- Try it -
Copy each line below that includes "while".
Data in this exercise Block Start
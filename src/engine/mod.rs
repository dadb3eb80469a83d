// Copyright (c) 2026 Robert L. Snyder, Sierra Vista, AZ
// Licensed under the MIT License. See LICENSE file in the project root for details.

//! Capture-and-replay engine façade.
//!
//! Owns the recorder, player, store and codec, keeps recording and playback
//! mutually exclusive, and publishes every lifecycle change on its event
//! bus. All mutation happens synchronously inside one call; deferred work
//! comes back through `dispatch`.

pub mod events;

pub use events::{EngineEvent, EventBus};

use std::sync::mpsc::Receiver;
use std::sync::Arc;
use std::time::Duration;

use tokio::sync::mpsc::UnboundedReceiver;
use tracing::{debug, info, trace, warn};

use crate::config::EngineConfig;
use crate::recording::{
    NoteStartOutcome, Recorder, Recording, RecordingCodec, RecordingState, RecordingStore,
    SoundConfig,
};
use crate::sequencer::{
    Fired, PlaybackFire, PlaybackState, Player, QueueScheduler, Scheduler, TimerTask,
    TokioScheduler,
};
use crate::storage::KeyValueStore;
use crate::timing::{Clock, ManualClock};

/// The recording/playback engine
pub struct Engine<S: Scheduler> {
    config: EngineConfig,
    clock: Arc<dyn Clock>,
    scheduler: S,
    recorder: Recorder,
    player: Player,
    store: RecordingStore,
    codec: RecordingCodec,
    events: EventBus,
}

impl<S: Scheduler> Engine<S> {
    /// Create an engine; the store loads from `backend` immediately.
    ///
    /// `clock` timestamps recordings and playback while `scheduler` decides
    /// when tasks fire, so both must read the same time base. For a polled
    /// scheduler prefer `with_queue`, which shares one clock.
    pub fn new(
        config: EngineConfig,
        clock: Arc<dyn Clock>,
        scheduler: S,
        backend: Box<dyn KeyValueStore>,
    ) -> Self {
        let store = RecordingStore::new(backend, config.storage.key.clone());
        Self {
            recorder: Recorder::new(config.recording.max_duration_ms),
            player: Player::new(config.playback.min_speed, config.playback.max_speed),
            codec: RecordingCodec::with_format(config.export.format),
            config,
            clock,
            scheduler,
            store,
            events: EventBus::new(),
        }
    }

    /// Active configuration
    pub fn config(&self) -> &EngineConfig {
        &self.config
    }

    /// Swap in a new configuration.
    ///
    /// Limits and speed ranges apply from the next session. The storage key
    /// is fixed for the lifetime of the engine.
    pub fn apply_config(&mut self, config: EngineConfig) {
        if config.storage.key != self.config.storage.key {
            warn!(
                current = %self.config.storage.key,
                requested = %config.storage.key,
                "storage key changes need a restart"
            );
        }
        self.recorder.set_max_duration_ms(config.recording.max_duration_ms);
        self.player
            .set_speed_range(config.playback.min_speed, config.playback.max_speed);
        self.codec.set_format(config.export.format);
        self.config = config;
        info!("engine configuration applied");
    }

    /// Register an event listener
    pub fn subscribe(&mut self) -> Receiver<EngineEvent> {
        self.events.subscribe()
    }

    /// The host timer
    pub fn scheduler(&self) -> &S {
        &self.scheduler
    }

    /// The host timer, mutably
    pub fn scheduler_mut(&mut self) -> &mut S {
        &mut self.scheduler
    }

    fn now(&self) -> u64 {
        self.clock.now_ms()
    }

    fn publish(&mut self, event: EngineEvent) {
        trace!(event = event.name(), "publish");
        self.events.publish(event);
    }

    // ---- recording ----

    /// True while a session is recording or paused
    pub fn is_recording(&self) -> bool {
        self.recorder.is_active()
    }

    /// Recorder state
    pub fn recording_state(&self) -> RecordingState {
        self.recorder.state()
    }

    /// Elapsed time of the current session, pauses excluded
    pub fn recording_elapsed(&self) -> u64 {
        if self.recorder.is_active() {
            self.recorder.elapsed(self.now())
        } else {
            0
        }
    }

    /// Start a recording session.
    ///
    /// Fails while recording or playing. A missing or blank name gets the
    /// configured prefix and the next ordinal.
    pub fn start_recording(&mut self, name: Option<&str>) -> bool {
        if self.recorder.is_active() || self.player.is_playing() {
            debug!("start refused: engine busy");
            return false;
        }

        let name = match name.map(str::trim) {
            Some(name) if !name.is_empty() => name.to_string(),
            _ => format!(
                "{} {}",
                self.config.recording.default_name_prefix,
                self.store.len() + 1
            ),
        };

        let now = self.now();
        if !self.recorder.start(name, now) {
            return false;
        }
        self.schedule_limit(self.recorder.max_duration_ms());

        if let Some(draft) = self.recorder.draft().cloned() {
            self.publish(EngineEvent::RecordingStarted(draft));
        }
        true
    }

    /// Pause the session, closing held keys
    pub fn pause_recording(&mut self) -> bool {
        let now = self.now();
        if !self.recorder.pause(now) {
            return false;
        }
        self.cancel_limit();
        self.publish(EngineEvent::RecordingPaused);
        true
    }

    /// Resume a paused session
    pub fn resume_recording(&mut self) -> bool {
        let now = self.now();
        if !self.recorder.resume(now) {
            return false;
        }
        self.schedule_limit(self.recorder.remaining(now));
        self.publish(EngineEvent::RecordingResumed);
        true
    }

    /// Finalize the session, store it and return it
    pub fn stop_recording(&mut self) -> Option<Recording> {
        let now = self.now();
        let recording = self.recorder.stop(now)?;
        self.cancel_limit();

        self.store.insert(recording.clone());
        self.publish(EngineEvent::RecordingStopped(Some(recording.clone())));
        Some(recording)
    }

    /// A key went down
    pub fn note_start(&mut self, key: &str, sound: &SoundConfig) {
        let now = self.now();
        if self.recorder.note_start(key, sound, now) == NoteStartOutcome::LimitReached {
            self.stop_at_limit();
        }
    }

    /// A key came up
    pub fn note_end(&mut self, key: &str, sound: &SoundConfig) {
        let now = self.now();
        if let Some(note) = self.recorder.note_end(key, sound, now) {
            self.publish(EngineEvent::NoteRecorded(note));
        }
    }

    fn schedule_limit(&mut self, after_ms: u64) {
        let handle = self
            .scheduler
            .schedule(Duration::from_millis(after_ms), TimerTask::RecordingLimit);
        if let Some(previous) = self.recorder.take_limit_task() {
            self.scheduler.cancel(previous);
        }
        self.recorder.set_limit_task(Some(handle));
    }

    fn cancel_limit(&mut self) {
        if let Some(handle) = self.recorder.take_limit_task() {
            self.scheduler.cancel(handle);
        }
    }

    fn stop_at_limit(&mut self) {
        if let Some(recording) = self.stop_recording() {
            warn!(
                id = %recording.id,
                max_ms = self.recorder.max_duration_ms(),
                "recording limit reached"
            );
            self.publish(EngineEvent::RecordingLimitReached);
        }
    }

    // ---- playback ----

    /// Check if playing
    pub fn is_playing(&self) -> bool {
        self.player.is_playing()
    }

    /// Play a stored recording; `None` speed uses the configured default
    pub fn play(&mut self, id: &str, speed: Option<f64>) -> bool {
        match self.store.get(id).cloned() {
            Some(recording) => self.play_recording(recording, speed),
            None => {
                debug!(id, "play refused: unknown recording");
                false
            }
        }
    }

    /// Play any recording value
    pub fn play_recording(&mut self, recording: Recording, speed: Option<f64>) -> bool {
        if self.recorder.is_active() {
            debug!("play refused: recording in progress");
            return false;
        }

        let speed = speed.unwrap_or(self.config.playback.default_speed);
        let now = self.now();
        if !self
            .player
            .play(recording.clone(), speed, now, &mut self.scheduler)
        {
            return false;
        }
        self.publish(EngineEvent::PlaybackStarted(recording));
        true
    }

    /// Stop playback. Returns false if nothing was playing.
    pub fn stop_playback(&mut self) -> bool {
        match self.player.stop(&mut self.scheduler) {
            Some(recording) => {
                self.publish(EngineEvent::PlaybackStopped(Some(recording)));
                true
            }
            None => false,
        }
    }

    /// Pause playback. This is a full stop; playing again restarts.
    pub fn pause_playback(&mut self) -> bool {
        match self.player.pause(&mut self.scheduler) {
            Some(recording) => {
                self.publish(EngineEvent::PlaybackStopped(Some(recording)));
                true
            }
            None => false,
        }
    }

    /// Playback progress
    pub fn playback_state(&self) -> PlaybackState {
        self.player.state(self.now())
    }

    // ---- deferred work ----

    /// Act on a task whose timer elapsed.
    ///
    /// Tasks whose handle is no longer owned (cancelled after the timer
    /// fired) are dropped.
    pub fn dispatch(&mut self, fired: Fired) {
        match fired.task {
            TimerTask::RecordingLimit => {
                if self.recorder.owns_limit_task(fired.handle) {
                    self.recorder.take_limit_task();
                    self.stop_at_limit();
                } else {
                    trace!(handle = ?fired.handle, "stale limit task");
                }
            }
            task => match self.player.fire(fired.handle, task) {
                Some(PlaybackFire::Note(note)) => self.publish(EngineEvent::PlaybackNote(note)),
                Some(PlaybackFire::End) => {
                    self.stop_playback();
                }
                None => trace!(handle = ?fired.handle, "stale playback task"),
            },
        }
    }

    // ---- store and codec ----

    /// All stored recordings, newest first
    pub fn list(&self) -> Vec<Recording> {
        self.store.list()
    }

    /// Look up a stored recording
    pub fn get(&self, id: &str) -> Option<&Recording> {
        self.store.get(id)
    }

    /// Delete a stored recording
    pub fn delete(&mut self, id: &str) -> bool {
        if !self.store.delete(id) {
            return false;
        }
        self.publish(EngineEvent::RecordingDeleted(id.to_string()));
        true
    }

    /// Rename a stored recording
    pub fn rename(&mut self, id: &str, name: &str) -> bool {
        if !self.store.rename(id, name) {
            return false;
        }
        let name = self
            .store
            .get(id)
            .map(|r| r.name.clone())
            .unwrap_or_default();
        self.publish(EngineEvent::RecordingRenamed {
            id: id.to_string(),
            name,
        });
        true
    }

    /// Export a stored recording in the configured format
    pub fn export(&self, id: &str) -> Option<String> {
        let recording = self.store.get(id)?;
        match self.codec.export(recording) {
            Ok(text) => Some(text),
            Err(e) => {
                warn!(id, error = %e, "export failed");
                None
            }
        }
    }

    /// Import exported text as a new stored recording
    pub fn import(&mut self, text: &str) -> Option<Recording> {
        let recording = self.codec.import(text)?;
        info!(id = %recording.id, name = %recording.name, "recording imported");
        self.store.insert(recording.clone());
        self.publish(EngineEvent::RecordingImported(recording.clone()));
        Some(recording)
    }

    /// The codec used for export and import
    pub fn codec(&self) -> &RecordingCodec {
        &self.codec
    }
}

impl<C: Clock + Clone + 'static> Engine<QueueScheduler<C>> {
    /// Create an engine over a polled scheduler sharing the engine's clock
    pub fn with_queue(config: EngineConfig, clock: C, backend: Box<dyn KeyValueStore>) -> Self {
        let scheduler = QueueScheduler::new(clock.clone());
        Self::new(config, Arc::new(clock), scheduler, backend)
    }
    /// Dispatch every task already due. Returns how many were dispatched.
    pub fn run_due(&mut self) -> usize {
        let fired = self.scheduler.poll();
        let count = fired.len();
        for task in fired {
            self.dispatch(task);
        }
        count
    }
}

impl Engine<QueueScheduler<ManualClock>> {
    /// Move virtual time forward, dispatching tasks at their due times
    pub fn advance(&mut self, ms: u64) -> usize {
        let target = self.scheduler.clock().now_ms().saturating_add(ms);
        let mut dispatched = 0;

        while let Some(due) = self.scheduler.next_due() {
            if due > target {
                break;
            }
            self.scheduler.clock().set(due);
            dispatched += self.run_due();
        }

        self.scheduler.clock().set(target);
        dispatched
    }
}

impl Engine<TokioScheduler> {
    /// Dispatch fired tasks until neither recording nor playback is active
    pub async fn run_until_idle(&mut self, fired: &mut UnboundedReceiver<Fired>) {
        while self.is_playing() || self.is_recording() {
            match fired.recv().await {
                Some(task) => self.dispatch(task),
                None => break,
            }
        }
    }
}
Data in this exercise Block End
- Answer to this task -
    /// `clock` timestamps recordings and playback while `scheduler` decides
    /// True while a session is recording or paused
    /// Fails while recording or playing. A missing or blank name gets the
        while let Some(due) = self.scheduler.next_due() {
        while self.is_playing() || self.is_recording() {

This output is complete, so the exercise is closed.